Music Festivals, We Love You
After a year where everything changed, festivals have never felt so significant – and thank God, they're finally back
With postponement after postponement, I've been thinking a lot about going back to festivals this summer. I keep picturing the scene: I arrive at the site full of excitement; I wait in a queue carrying what feels like all of my belongings, which are swiftly searched; I'm given the nod, a colourful band of fabric is clipped around my wrist, and I have arrived.
Stepping through to a sunny verdant field, the distant crackling of soundchecks float in and out on a gentle breeze. Ahead, I see thousands of beaming faces begin to gather at the main stage to listen to a grand concoction of noises. Their plastic cups filled to the brim and overflowing with pricey warm lager and sickly cider, and of course, having caught a glimpse of them, I now crave one too.
Like me, a sea of summer-ready outfits look skyward, praying that the ever-misleading British weather doesn’t inadvertently decide to punish our lack of waterproofs. My day ahead of juggling stage clashes between X, Y and Z, pegging it to Portaloos, lining in big queues, weighing up food trucks and sharing friendly drunk hugs awaits. After the longest and most challenging year and a half of most of our lives, festivals have never seemed so vital – and thank God, they’re finally back.
In the absence of those special, collective moments, I, like many others, have been thinking deeply about what it actually is that I've been longing so much for when the world is reset. That feeling of pure, rushing excitement, of celebration, joy, anticipation, all of it. For me, that unreplicable, spectacular ‘something’ I’ve been waiting for is festivals.

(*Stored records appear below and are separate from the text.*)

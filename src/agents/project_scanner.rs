use crate::error::{ReleaseError, Result};
use std::path::{Path, PathBuf};

/// ProjectScannerAgent validates one candidate plugin directory.
pub struct ProjectScannerAgent {
    project_path: PathBuf,
}

impl ProjectScannerAgent {
    pub fn new<P: AsRef<Path>>(project_path: P) -> Self {
        Self {
            project_path: project_path.as_ref().to_path_buf(),
        }
    }

    /// Validates the directory and resolves the release-relevant paths.
    pub fn validate(&self) -> Result<ProjectInfo> {
        let canonical = self.project_path.canonicalize().map_err(|e| {
            ReleaseError::ProjectValidation(format!(
                "Invalid path '{}': {e}",
                self.project_path.display()
            ))
        })?;

        if !canonical.is_dir() {
            return Err(ReleaseError::ProjectValidation(format!(
                "Path '{}' is not a directory",
                canonical.display()
            )));
        }

        let plugin_name = canonical
            .file_name()
            .map(|name| name.to_string_lossy().into_owned())
            .unwrap_or_else(|| canonical.display().to_string());

        let git_dir = canonical.join(".git");

        Ok(ProjectInfo {
            manifest_path: canonical.join("init.php"),
            changelog_path: canonical.join("readme.txt"),
            descriptor_path: canonical.join("package.json"),
            has_git: git_dir.exists() && git_dir.is_dir(),
            plugin_name,
            project_path: canonical,
        })
    }
}

#[derive(Debug, Clone)]
pub struct ProjectInfo {
    pub project_path: PathBuf,
    pub plugin_name: String,
    pub manifest_path: PathBuf,
    pub changelog_path: PathBuf,
    pub descriptor_path: PathBuf,
    pub has_git: bool,
}

#[cfg(test)]
mod tests {
    use super::*;
    use std::fs;
    use tempfile::tempdir;

    #[test]
    fn resolves_release_paths_and_plugin_name() {
        let dir = tempdir().unwrap();
        let project = dir.path().join("my-plugin");
        fs::create_dir_all(&project).unwrap();

        let info = ProjectScannerAgent::new(&project).validate().unwrap();
        assert_eq!(info.plugin_name, "my-plugin");
        assert!(info.manifest_path.ends_with("init.php"));
        assert!(info.changelog_path.ends_with("readme.txt"));
        assert!(info.descriptor_path.ends_with("package.json"));
        assert!(!info.has_git);
    }

    #[test]
    fn detects_git_directory() {
        let dir = tempdir().unwrap();
        fs::create_dir_all(dir.path().join(".git")).unwrap();

        let info = ProjectScannerAgent::new(dir.path()).validate().unwrap();
        assert!(info.has_git);
    }

    #[test]
    fn rejects_missing_directory() {
        let dir = tempdir().unwrap();
        let missing = dir.path().join("does-not-exist");
        let err = ProjectScannerAgent::new(&missing).validate().unwrap_err();
        assert!(matches!(err, ReleaseError::ProjectValidation(_)));
    }

    #[test]
    fn rejects_plain_file() {
        let dir = tempdir().unwrap();
        let file_path = dir.path().join("init.php");
        fs::write(&file_path, "<?php").unwrap();
        let err = ProjectScannerAgent::new(&file_path).validate().unwrap_err();
        assert!(matches!(err, ReleaseError::ProjectValidation(_)));
    }
}
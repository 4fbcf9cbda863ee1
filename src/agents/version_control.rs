use crate::error::{ReleaseError, Result};
use crate::version::{release_banner, release_date};
use std::path::{Path, PathBuf};
use std::process::{Command, Output};

/// VersionControlAgent wraps the system git binary. Every command receives
/// the project directory explicitly as its working directory; the process
/// current directory is never mutated.
pub struct VersionControlAgent {
    project_path: PathBuf,
}

impl VersionControlAgent {
    pub fn new<P: AsRef<Path>>(project_path: P) -> Self {
        Self {
            project_path: project_path.as_ref().to_path_buf(),
        }
    }

    pub fn is_repo(&self) -> bool {
        let git_dir = self.project_path.join(".git");
        git_dir.exists() && git_dir.is_dir()
    }

    /// Check if the working tree carries changes that a release would mix in.
    pub fn has_uncommitted_changes(&self) -> Result<bool> {
        let output = self.run_git(&["status", "--porcelain"])?;
        Self::ensure_success(&output, "git status")?;
        Ok(!output.stdout.is_empty())
    }

    /// Bring the checkout up to date before touching any file.
    pub fn sync(&self) -> Result<()> {
        let output = self.run_git(&["pull", "--all"])?;
        Self::ensure_success(&output, "git pull")?;
        if std::env::var("PRB_VERBOSE").is_ok() {
            println!("{}", String::from_utf8_lossy(&output.stdout));
        }
        Ok(())
    }

    /// Captured diff of the edits, for human review before the commit.
    pub fn diff(&self) -> Result<String> {
        let output = self.run_git(&["diff"])?;
        Self::ensure_success(&output, "git diff")?;
        Ok(String::from_utf8_lossy(&output.stdout).into_owned())
    }

    pub fn stage_all(&self) -> Result<()> {
        let output = self.run_git(&["add", "."])?;
        Self::ensure_success(&output, "git add")
    }

    pub fn commit(&self, message: &str) -> Result<()> {
        let output = self.run_git(&["commit", "-m", message])?;
        Self::ensure_success(&output, "git commit")
    }

    /// Annotated tag named after the release version.
    pub fn tag(&self, version: &str, message: &str) -> Result<()> {
        let output = self.run_git(&["tag", "-a", version, "-m", message])?;
        Self::ensure_success(&output, "git tag")
    }

    pub fn push_tag(&self, version: &str) -> Result<()> {
        let output = self.run_git(&["push", "origin", version])?;
        Self::ensure_success(&output, "git push origin")
    }

    pub fn push(&self) -> Result<()> {
        let output = self.run_git(&["push"])?;
        Self::ensure_success(&output, "git push")
    }

    /// Full publish step: stage everything, commit with the release banner,
    /// create the annotated tag, push the tag, push the branch.
    pub fn commit_tag_push(&self, version: &str) -> Result<String> {
        let message = release_banner(version, &release_date());
        self.stage_all()?;
        self.commit(&message)?;
        self.tag(version, &message)?;
        self.push_tag(version)?;
        self.push()?;
        Ok(message)
    }

    fn run_git(&self, args: &[&str]) -> Result<Output> {
        Command::new("git")
            .current_dir(&self.project_path)
            .args(args)
            .output()
            .map_err(|e| {
                ReleaseError::GitOperation(format!(
                    "Failed to execute git command '{}': {e}",
                    args.join(" ")
                ))
            })
    }

    fn ensure_success(output: &Output, command: &str) -> Result<()> {
        if output.status.success() {
            return Ok(());
        }

        Err(ReleaseError::GitOperation(format!(
            "{} failed: {}",
            command,
            String::from_utf8_lossy(&output.stderr)
        )))
    }
}

#[cfg(test)]
mod tests {
    use super::*;
    use std::fs;
    use tempfile::tempdir;

    #[test]
    fn plain_directory_is_not_a_repo() {
        let dir = tempdir().unwrap();
        let agent = VersionControlAgent::new(dir.path());
        assert!(!agent.is_repo());
    }

    #[test]
    fn git_directory_marks_a_repo() {
        let dir = tempdir().unwrap();
        fs::create_dir_all(dir.path().join(".git")).unwrap();
        let agent = VersionControlAgent::new(dir.path());
        assert!(agent.is_repo());
    }
}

In my head, they’ve been the ultimate grand finale, often the highlight of my whole year in a pre-pandemic world, and something that feels able to catapult me back into that form of normality in our current state. It might sound like a bit of an exaggeration to say something so extreme about what is, essentially, simply watching Wolf Alice or Queens of the Stone Age play some chords in a large public park, but festivals are so much more than what they appear on the surface.
While live streams, virtual concerts, and Zoom events half-plugged a gaping hole in my life, nothing could properly scratch the itch of being there and in the moment. In their absence, I even had a go at recreating festivals at home, with each room a new *ahem* 'stage', sharing a video call with some mates, blaring some loud punk songs through the Sonos, and leaving a few cans of Carlsberg on a sunny windowsill for good measure. 'Crowd surfing’ across my bed to Jimmy Eat World was a particularly, er, unique highlight. Sure, the novelty of it was fun, but it was a long way from the experience I was seeking to replicate.
That longing feeling has had me asking myself, "just what is it about festivals that feels so irreplicable, so important?" For the last 18 months, festivals have felt unimaginable to me, like something so far in the distance, it could be a mirage. Festivals, and live music in general, almost take on a different meaning to me now. They’ve always been a date to countdown to on my calendar, but I can’t imagine they’ve ever been more unitedly cherished and desired as they are now.
Personally, I feel like I’ve acquired a newfound level of gratitude around the sheer existence of these events, and I struggle to imagine that feeling isn't shared with festival lovers the world over. It’s now symbolic of so much more within the context of what has occurred in its absence.
For us festivalgoers, it’s about enjoying art in person and celebrating it with friends, again; for bands and artists we love, it’s being able to perform and connect with fans, again; for promoters and organisers, it’s building line-ups and making memorable moments, again. All of those whopping great singalongs I’ve missed promise to be all the louder, the embrace of my glitter-coated friends all the warmer, and those long-awaited, to-be-treasured moments I've dreamt of all the more special. God, I won't even give a shit when the inevitable sporadic downpour of rain happens – that’s how much I've missed festivals.
With so much excitement for that first-festival-back feeling, somewhat understandably, returning to a festival experience leaves me feeling much anticipation, dare I even say, nervousness. Thoughts of going back to those fabled ‘before times’ may strike up such worries, but hey, when I’m standing in the middle of a sweltering field attempting to do some disastrous form of ‘dancing’ alongside my best pals, all of those doomy thoughts will be lost in a sea of relief – and hopefully it'll mean crowd surfing across my bed will remain firmly a thing of the past.